CDATACallback() — Callback function for escapeCDATA() that does the work.
escapeCDATA() — Translates CDATA sections into regular sections (through escaping).
escapeCommentedCDATA() — Special CDATA case that is especially convoluted for <script>

public

create() — Retrieves or sets the default Lexer as a Prototype Factory.

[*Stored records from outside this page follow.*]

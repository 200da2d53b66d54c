//! Buffered non-blocking socket
//!
//! Reads land in a pre-allocated buffer so that bytes the peer pipelined
//! beyond the current request survive until the next one. Every blocking
//! operation is a loop of non-blocking syscalls and `poll(2)` waits
//! bounded by a deadline.

use std::io::{self, Read, Write};
use std::net::{Shutdown, SocketAddr};
use std::os::unix::io::AsRawFd;
use std::time::{Duration, Instant};

use mio::net::TcpStream;

use super::{wait_fd, Interest};

const READ_BUFFER_SIZE: usize = 64 * 1024;

/// Outcome of a non-blocking fill.
#[derive(Debug, Clone, Copy, PartialEq, Eq)]
pub enum Fill {
    /// The socket has no more data right now.
    Drained,
    /// The buffer is full; the socket may hold more.
    Full,
    /// The peer closed its side.
    Eof,
}

pub struct Connection {
    stream: TcpStream,
    read_buffer: Box<[u8]>,
    read_pos: usize,
    read_len: usize,
}

fn timed_out(what: &str) -> io::Error {
    io::Error::new(io::ErrorKind::TimedOut, format!("timeout {what}"))
}

fn remaining(deadline: Instant) -> Option<Duration> {
    deadline
        .checked_duration_since(Instant::now())
        .filter(|d| !d.is_zero())
}

impl Connection {
    pub fn new(stream: TcpStream) -> io::Result<Self> {
        // Disable Nagle: requests are small and latency bound
        stream.set_nodelay(true)?;
        Ok(Self {
            stream,
            read_buffer: vec![0u8; READ_BUFFER_SIZE].into_boxed_slice(),
            read_pos: 0,
            read_len: 0,
        })
    }

    pub fn stream(&self) -> &TcpStream {
        &self.stream
    }

    pub fn stream_mut(&mut self) -> &mut TcpStream {
        &mut self.stream
    }

    pub fn peer_addr(&self) -> io::Result<SocketAddr> {
        self.stream.peer_addr()
    }

    #[inline(always)]
    pub fn buffered(&self) -> usize {
        self.read_len - self.read_pos
    }

    #[inline(always)]
    pub fn has_buffered(&self) -> bool {
        self.buffered() > 0
    }

    /// Throw away buffered input, returning how much there was.
    pub fn discard_buffered(&mut self) -> usize {
        let n = self.buffered();
        self.read_pos = 0;
        self.read_len = 0;
        n
    }

    fn compact(&mut self) {
        if self.read_pos > 0 {
            self.read_buffer.copy_within(self.read_pos..self.read_len, 0);
            self.read_len -= self.read_pos;
            self.read_pos = 0;
        }
    }

    /// One non-blocking read into the buffer. Ok(None) means WouldBlock.
    fn read_once(&mut self) -> io::Result<Option<usize>> {
        self.compact();
        loop {
            match self.stream.read(&mut self.read_buffer[self.read_len..]) {
                Ok(n) => {
                    self.read_len += n;
                    return Ok(Some(n));
                }
                Err(e) if e.kind() == io::ErrorKind::WouldBlock => return Ok(None),
                Err(e) if e.kind() == io::ErrorKind::Interrupted => continue,
                Err(e) => return Err(e),
            }
        }
    }

    /// Read everything the socket holds without blocking, until it would
    /// block, the buffer fills or the peer closes.
    pub fn try_fill(&mut self) -> io::Result<Fill> {
        loop {
            self.compact();
            if self.read_len == self.read_buffer.len() {
                return Ok(Fill::Full);
            }
            match self.read_once()? {
                None => return Ok(Fill::Drained),
                Some(0) => return Ok(Fill::Eof),
                Some(_) => {}
            }
        }
    }

    /// Copy buffered bytes into `buf`, returning how many.
    fn take(&mut self, buf: &mut [u8]) -> usize {
        let n = buf.len().min(self.buffered());
        buf[..n].copy_from_slice(&self.read_buffer[self.read_pos..self.read_pos + n]);
        self.read_pos += n;
        n
    }

    /// Read at least one byte before `deadline`. Ok(0) means EOF.
    pub fn read_some_until(&mut self, buf: &mut [u8], deadline: Instant) -> io::Result<usize> {
        if buf.is_empty() {
            return Ok(0);
        }
        loop {
            if self.has_buffered() {
                return Ok(self.take(buf));
            }
            match self.read_once()? {
                Some(0) => return Ok(0),
                Some(_) => continue,
                None => {}
            }
            let left = remaining(deadline).ok_or_else(|| timed_out("reading"))?;
            wait_fd(self.stream.as_raw_fd(), Interest::Read, left)?;
        }
    }

    pub fn read_exact_until(&mut self, buf: &mut [u8], deadline: Instant) -> io::Result<()> {
        let mut filled = 0;
        while filled < buf.len() {
            match self.read_some_until(&mut buf[filled..], deadline)? {
                0 => {
                    return Err(io::Error::new(
                        io::ErrorKind::UnexpectedEof,
                        "remote hangs up",
                    ))
                }
                n => filled += n,
            }
        }
        Ok(())
    }

    pub fn read_exact_timeout(&mut self, buf: &mut [u8], timeout: Duration) -> io::Result<()> {
        self.read_exact_until(buf, Instant::now() + timeout)
    }

    pub fn write_all_timeout(&mut self, mut data: &[u8], timeout: Duration) -> io::Result<()> {
        let deadline = Instant::now() + timeout;
        while !data.is_empty() {
            match self.stream.write(data) {
                Ok(0) => {
                    return Err(io::Error::new(
                        io::ErrorKind::WriteZero,
                        "failed to write to socket",
                    ))
                }
                Ok(n) => data = &data[n..],
                Err(e) if e.kind() == io::ErrorKind::WouldBlock => {
                    let left = remaining(deadline).ok_or_else(|| timed_out("writing"))?;
                    wait_fd(self.stream.as_raw_fd(), Interest::Write, left)?;
                }
                Err(e) if e.kind() == io::ErrorKind::Interrupted => continue,
                Err(e) => return Err(e),
            }
        }
        Ok(())
    }

    /// Reader over the next `len` bytes of the stream, each read bounded
    /// by `timeout`.
    pub fn body(&mut self, len: u64, timeout: Duration) -> BodyReader<'_> {
        BodyReader {
            conn: self,
            remaining: len,
            timeout,
        }
    }

    pub fn shutdown(&self) {
        let _ = self.stream.shutdown(Shutdown::Both);
    }
}

/// A length-bounded view of an incoming stream body.
pub struct BodyReader<'a> {
    conn: &'a mut Connection,
    remaining: u64,
    timeout: Duration,
}

impl BodyReader<'_> {
    /// Bytes of the body not yet consumed.
    pub fn remaining(&self) -> u64 {
        self.remaining
    }
}

impl Read for BodyReader<'_> {
    fn read(&mut self, buf: &mut [u8]) -> io::Result<usize> {
        if self.remaining == 0 {
            return Ok(0);
        }
        let want = (buf.len() as u64).min(self.remaining) as usize;
        let n = self
            .conn
            .read_some_until(&mut buf[..want], Instant::now() + self.timeout)?;
        if n == 0 {
            return Err(io::Error::new(
                io::ErrorKind::UnexpectedEof,
                "remote hangs up",
            ));
        }
        self.remaining -= n as u64;
        Ok(n)
    }
}
//! File-access operation set and its three implementations
//!
//! - `LocalBackend`: the local disk, through `fsops`
//! - `RemoteBackend`: a host reached through a `ClientSession`
//! - `ErroringBackend`: a host that could not be reached; every call fails
//!   with the same message
//!
//! Callers hold a `&mut dyn Backend` from the `Registry` and never need to
//! know which one they got.

mod erroring;
mod local;
mod remote;

pub use erroring::ErroringBackend;
pub use local::LocalBackend;
pub use remote::RemoteBackend;

use std::ffi::OsStr;
use std::io::{Read, Write};
use std::path::{Path, PathBuf};

use crate::error::Result;
use crate::protocol::{DirListing, FileStat, ListOptions, OverwriteMode, StatReport};

/// Paths and names are host bytes (`Path`, `OsStr`) so names that are not
/// UTF-8 survive a round trip.
pub trait Backend {
    /// Entries of `dir` matching `filter`, sorted by name.
    fn list_dir(&mut self, dir: &Path, options: ListOptions, filter: &OsStr) -> Result<DirListing>;

    /// Copy the whole file into `sink`, returning its length.
    fn read_file(&mut self, path: &Path, sink: &mut dyn Write) -> Result<u64>;

    /// Replace `path` with `len` bytes from `source`.
    fn write_file(
        &mut self,
        path: &Path,
        len: u64,
        mode: OverwriteMode,
        permissions: u64,
        backup_ext: &OsStr,
        source: &mut dyn Read,
    ) -> Result<FileStat>;

    fn check_ordinary_file_access(&mut self, path: &Path, size_limit: u64) -> Result<FileStat>;

    fn stat(&mut self, path: &Path, tolerate_missing: bool) -> Result<StatReport>;

    /// Change the working directory; an empty `dir` only reports it.
    fn chdir(&mut self, dir: &Path) -> Result<PathBuf>;

    fn realpathize(&mut self, path: &Path, homedir: &Path) -> Result<PathBuf>;

    fn get_home_dir(&mut self) -> Result<PathBuf>;

    /// Home directory captured when the backend was created.
    fn home_dir(&self) -> &Path;

    /// Release any connection. The backend stays usable.
    fn shutdown(&mut self) {}
}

extractBody() — Takes a string of HTML (fragment or document) and returns the content
normalize() — Takes a piece of HTML and normalizes it by converting entities, fixing encoding, extracting bits, and other good stuff.
parseData() — Parses special entities into the proper characters.
tokenizeHTML() — Lexes an HTML string into tokens.